From Frederick Copleston's A History of Philosophy:
"Vauvenargues treats of the passions which, 'as Mr. Locke says', are all founded on pleasure and pain. These last are to be referred respectively to perfection and imperfection. That is, man is naturally attached to his being, and if his being were in no way imperfect but developed itself always without hindrance or imperfection, he would feel nothing but pleasure. As it is, we experience both pleasure and pain; and 'it is from the experience of these two contraries that we derive the idea of good and evil'. The passions (at least those which come 'by the organ of reflection' and are not immediate impressions of sense) are founded on 'the love of being or of the perfection of being, or on the feeling of our imperfection'. For example, there are people in whom the feeling of their imperfection is more vivid than the feeling of perfection, of capacity, of power. We then find passions such as anxiety, melancholy and so on. Great passions arise from the union of these two feelings, that of our power and that of our imperfection and weakness. For 'the feeling of our miseries impels us to go out of ourselves, and the feeling of our resources encourages us to do so and carries us thereto in hope'" (26).

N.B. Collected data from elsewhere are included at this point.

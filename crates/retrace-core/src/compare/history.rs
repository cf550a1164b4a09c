//! Single-variable history scan

use crate::timeline::{RecordingSession, Value};

use super::changes::VariableChange;

/// Every tick at which `name` took a value different from the last one seen.
///
/// The first observed value is not a change. Ticks where the variable is
/// absent are skipped without resetting the last-seen value.
pub fn find_variable_changes(session: &RecordingSession, name: &str) -> Vec<VariableChange> {
    let mut last_seen: Option<&Value> = None;
    let mut changes = Vec::new();

    for snapshot in &session.snapshots {
        let Some(variable) = snapshot.variable(name) else {
            continue;
        };
        if let Some(previous) = last_seen {
            if previous.differs_from(&variable.value) {
                changes.push(VariableChange {
                    tick: snapshot.tick,
                    before: previous.clone(),
                    after: variable.value.clone(),
                });
            }
        }
        last_seen = Some(&variable.value);
    }

    changes
}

Granted, Vauvenargues's definition of the relation between perfection and imperfection, which for him is equivalent to good/evil axis, seems to be antithetical to my claim that imperfection is not a pejorative, but that isn't my point of interest, for the moment. (After all, we don't know what he means by 'good' or 'evil'.) What I find resonant is the last sentence-- that, as constitutive of one another, the 'passions' of perfection and imperfection impel a departure, a 'becoming outside' of ourselves. Is this necessary relation then a founding desire for community? A foundation for a politics? A psychological motive for investment in ourselves in and as other(s)? I love the possibilites of this imbrication.